Where narratives of “rewilding” rehabilitate the trope of the heroic white man seeking physical revitalization in “underdeveloped” environments, a second cultural offshoot of the hygiene hypothesis locates the crucible of white immunological futurity squarely within the bourgeois home. In popular science works such as Rob Dunn’s Never Home Alone (2018) and Ed Yong’s I Contain Multitudes (2016), Western domestic space is transformed into a site of imperiled biodiversity, where vast and invisible microbial worlds are constantly flickering into view yet everywhere threatened with extinction at the hands of overzealous housekeepers. As the book jacket of Never Home Alone puts it:
From the Indian meal moths in the cupboard to the camel crickets living in the basement to the antibiotic-resistant Staphylococcus waiting on the kitchen counter, every house is a wilderness—brimming with thousands of species of insects, bacteria, fungi, and plants that live literally under our noses. To regain control over our critter-filled quarters, we fight back by obsessively sterilizing our homes. However, in doing so, we are unwittingly cultivating an entirely new playground for evolution, enabling deadly bacteria to thrive instead of species that help our immune systems and add flavor to foods like beer, sourdough, and kimchi. The “healthier” we try to make our homes, the more likely we are to put our own health at risk.

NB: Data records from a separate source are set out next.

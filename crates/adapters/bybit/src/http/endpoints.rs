// -------------------------------------------------------------------------------------------------
//  Copyright (C) 2015-2025 Nautech Systems Pty Ltd. All rights reserved.
//  https://nautechsystems.io
//
//  Licensed under the GNU Lesser General Public License Version 3.0 (the "License");
//  You may not use this file except in compliance with the License.
//  You may obtain a copy of the License at https://www.gnu.org/licenses/lgpl-3.0.en.html
//
//  Unless required by applicable law or agreed to in writing, software
//  distributed under the License is distributed on an "AS IS" BASIS,
//  WITHOUT WARRANTIES OR CONDITIONS OF ANY KIND, either express or implied.
//  See the License for the specific language governing permissions and
//  limitations under the License.
// -------------------------------------------------------------------------------------------------


//! Bybit v5 REST endpoint paths.

// Market
pub const MARKET_SERVER_TIME: &str = "/v5/market/time";
pub const MARKET_KLINE: &str = "/v5/market/kline";
pub const MARKET_MARK_PRICE_KLINE: &str = "/v5/market/mark-price-kline";
pub const MARKET_INDEX_PRICE_KLINE: &str = "/v5/market/index-price-kline";
pub const MARKET_PREMIUM_INDEX_PRICE_KLINE: &str = "/v5/market/premium-index-price-kline";
pub const MARKET_INSTRUMENTS_INFO: &str = "/v5/market/instruments-info";
pub const MARKET_ORDERBOOK: &str = "/v5/market/orderbook";
pub const MARKET_TICKERS: &str = "/v5/market/tickers";
pub const MARKET_FUNDING_HISTORY: &str = "/v5/market/funding/history";
pub const MARKET_RECENT_TRADE: &str = "/v5/market/recent-trade";
pub const MARKET_OPEN_INTEREST: &str = "/v5/market/open-interest";
pub const MARKET_HISTORICAL_VOLATILITY: &str = "/v5/market/historical-volatility";
pub const MARKET_INSURANCE: &str = "/v5/market/insurance";
pub const MARKET_RISK_LIMIT: &str = "/v5/market/risk-limit";
pub const MARKET_DELIVERY_PRICE: &str = "/v5/market/delivery-price";
pub const MARKET_ACCOUNT_RATIO: &str = "/v5/market/account-ratio";

// Trade
pub const ORDER_CREATE: &str = "/v5/order/create";
pub const ORDER_AMEND: &str = "/v5/order/amend";
pub const ORDER_CANCEL: &str = "/v5/order/cancel";
pub const ORDER_REALTIME: &str = "/v5/order/realtime";
pub const ORDER_CANCEL_ALL: &str = "/v5/order/cancel-all";
pub const ORDER_HISTORY: &str = "/v5/order/history";
pub const ORDER_CREATE_BATCH: &str = "/v5/order/create-batch";
pub const ORDER_AMEND_BATCH: &str = "/v5/order/amend-batch";
pub const ORDER_CANCEL_BATCH: &str = "/v5/order/cancel-batch";
pub const ORDER_SPOT_BORROW_CHECK: &str = "/v5/order/spot-borrow-check";

// Position
pub const POSITION_LIST: &str = "/v5/position/list";
pub const POSITION_SET_LEVERAGE: &str = "/v5/position/set-leverage";
pub const POSITION_SWITCH_ISOLATED: &str = "/v5/position/switch-isolated";
pub const POSITION_SWITCH_MODE: &str = "/v5/position/switch-mode";
pub const POSITION_TRADING_STOP: &str = "/v5/position/trading-stop";
pub const POSITION_SET_AUTO_ADD_MARGIN: &str = "/v5/position/set-auto-add-margin";
pub const POSITION_CLOSED_PNL: &str = "/v5/position/closed-pnl";
pub const EXECUTION_LIST: &str = "/v5/execution/list";

// Account
pub const ACCOUNT_WALLET_BALANCE: &str = "/v5/account/wallet-balance";
pub const ACCOUNT_BORROW_HISTORY: &str = "/v5/account/borrow-history";
pub const ACCOUNT_QUICK_REPAYMENT: &str = "/v5/account/quick-repayment";
pub const ACCOUNT_COLLATERAL_INFO: &str = "/v5/account/collateral-info";
pub const ACCOUNT_SET_COLLATERAL_SWITCH: &str = "/v5/account/set-collateral-switch";
pub const ACCOUNT_SET_COLLATERAL_SWITCH_BATCH: &str = "/v5/account/set-collateral-switch-batch";
pub const ACCOUNT_FEE_RATE: &str = "/v5/account/fee-rate";
pub const ACCOUNT_INFO: &str = "/v5/account/info";
pub const ACCOUNT_TRANSACTION_LOG: &str = "/v5/account/transaction-log";
pub const ACCOUNT_CONTRACT_TRANSACTION_LOG: &str = "/v5/account/contract-transaction-log";
pub const ACCOUNT_SET_MARGIN_MODE: &str = "/v5/account/set-margin-mode";

// Asset
pub const ASSET_EXCHANGE_ORDER_RECORD: &str = "/v5/asset/exchange/order-record";
pub const ASSET_SETTLEMENT_RECORD: &str = "/v5/asset/settlement-record";
pub const ASSET_ACCOUNT_COIN_BALANCE: &str = "/v5/asset/transfer/query-account-coin-balance";
pub const ASSET_TRANSFER_COIN_LIST: &str = "/v5/asset/transfer/query-transfer-coin-list";
pub const ASSET_INTER_TRANSFER: &str = "/v5/asset/transfer/inter-transfer";
pub const ASSET_INTER_TRANSFER_LIST: &str = "/v5/asset/transfer/query-inter-transfer-list";

// Spot margin (unified account)
pub const SPOT_MARGIN_DATA: &str = "/v5/spot-margin-trade/data";
pub const SPOT_MARGIN_SWITCH_MODE: &str = "/v5/spot-margin-trade/switch-mode";
pub const SPOT_MARGIN_SET_LEVERAGE: &str = "/v5/spot-margin-trade/set-leverage";
pub const SPOT_MARGIN_STATE: &str = "/v5/spot-margin-trade/state";

// Crypto loan (normal account)
pub const CRYPTO_LOAN_LOANABLE_DATA: &str = "/v5/crypto-loan/loanable-data";
pub const CRYPTO_LOAN_COLLATERAL_DATA: &str = "/v5/crypto-loan/collateral-data";
pub const CRYPTO_LOAN_BORROWABLE_COLLATERALISABLE: &str =
    "/v5/crypto-loan/borrowable-collateralisable-number";
pub const CRYPTO_LOAN_ONGOING_ORDERS: &str = "/v5/crypto-loan/ongoing-orders";
pub const CRYPTO_LOAN_BORROW: &str = "/v5/crypto-loan/borrow";
pub const CRYPTO_LOAN_REPAY: &str = "/v5/crypto-loan/repay";
pub const CRYPTO_LOAN_BORROW_HISTORY: &str = "/v5/crypto-loan/borrow-history";
pub const CRYPTO_LOAN_REPAYMENT_HISTORY: &str = "/v5/crypto-loan/repayment-history";
pub const CRYPTO_LOAN_MAX_COLLATERAL_AMOUNT: &str = "/v5/crypto-loan/max-collateral-amount";
pub const CRYPTO_LOAN_ADJUST_LTV: &str = "/v5/crypto-loan/adjust-ltv";
pub const CRYPTO_LOAN_ADJUSTMENT_HISTORY: &str = "/v5/crypto-loan/adjustment-history";
// -------------------------------------------------------------------------------------------------
//  Copyright (C) 2015-2025 Nautech Systems Pty Ltd. All rights reserved.
//  https://nautechsystems.io
//
//  Licensed under the GNU Lesser General Public License Version 3.0 (the "License");
//  You may not use this file except in compliance with the License.
//  You may obtain a copy of the License at https://www.gnu.org/licenses/lgpl-3.0.en.html
//
//  Unless required by applicable law or agreed to in writing, software
//  distributed under the License is distributed on an "AS IS" BASIS,
//  WITHOUT WARRANTIES OR CONDITIONS OF ANY KIND, either express or implied.
//  See the License for the specific language governing permissions and
//  limitations under the License.
// -------------------------------------------------------------------------------------------------

//! Logging initialization for Kestrel binaries.
//!
//! Library crates only emit `tracing` events; installing a subscriber is left to the binary.

use tracing_subscriber::{EnvFilter, fmt};

/// The filter directive used when `RUST_LOG` is unset or invalid.
pub const DEFAULT_LOG_FILTER: &str = "info";

/// Installs a global `tracing` fmt subscriber filtered by `RUST_LOG`.
///
/// When `level` is provided it overrides `RUST_LOG`.
///
/// # Errors
///
/// Returns an error if a global subscriber has already been installed.
pub fn init_logging(level: Option<&str>) -> anyhow::Result<()> {
    let filter = match level {
        Some(directive) => EnvFilter::try_new(directive)?,
        None => EnvFilter::try_from_default_env()
            .unwrap_or_else(|_| EnvFilter::new(DEFAULT_LOG_FILTER)),
    };

    fmt()
        .with_env_filter(filter)
        .with_target(true)
        .try_init()
        .map_err(|e| anyhow::anyhow!("failed to initialize logging: {e}"))
}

As we saw in Gilman, when the home is reenchanted as a wilderness, the homemaker must become a cultivator of domestic ecologies. “Rather than try to exclude microbes from our domestic spaces,” writes Ed Yong, “perhaps it is time to lay the welcome mat out for them.” Both by virtue of the material conditions that continue to inform the distribution of housework in North America, as well as its figural alignment in these texts with reproductive futurity, this vision of hospitality toward the nonhuman is a gendered one. Yong describes a scientific study called the Home Microbiome Project, which seeks to document the changing biodiversity of US domestic spaces in the hopes of subjecting them to a similar form of the rewilding Leach sought in Tanzania, and for the same reason: the health of the (future) child. The study’s director envisions printing 3D “teething toys” for children, pre-loaded (or in his words, “impregnated”) “with useful bacteria” to aid in the child’s immunological development by “seeding” it with the microbiota otherwise lacking in the home itself (Yong, I Contain Multitudes, 259). Dunn’s text also links the injunction to cultivate new domestic ecologies with child rearing. Echoing Gilman’s invocation of the “barefoot freedom” lost to the children of modernity, he writes, “When I was a child, I grew up outside,” only to forecast by the end of the paragraph “a radical new stage in the cultural evolution of our species”: “Homo indoorus” (Dunn, Never Home Alone, 1). As was the case in Gilman’s work, the stakes of rewilding the home are nothing less than the future of the (human) race.
While these popular responses initially appear to express divergent (bio)logics of US hegemony, their gendered associations reveal a chiastic convergence: the wild must be returned home, and the home must be returned to the wild. A closer look reveals that these seemingly opposed semantic registers consistently overlap. For Leach, specifically, Tanzania figures throughout Rewild as an originary home, “the geographical cradle of humanity” (Rewild, 65). Indeed, it is possible to read the author’s self-administered fecal transplant, recounted in a chapter called “(Re)becoming Human,” as a fantasy of male pregnancy that symbolically circumvents the dangers he associates elsewhere with biological reproduction (particularly Caesarian births and decreases in breastfeeding rates, both of which limit newborns’ exposure to helpful microbes). Leach’s anal assimilation of the Hadza microbiome offers a dream of a biological rebirth in which he acts as both the producer and the product of his own “humanity.” In this imagining, the Hadza people occupy a similar position to the figures of the “squaw” and “Chinaman” in Gilman’s domestic theories: signs of a threatening yet useful premodern vitality to be possessed and exploited; a resource for a purportedly endangered, enfeebled whiteness to renew itself.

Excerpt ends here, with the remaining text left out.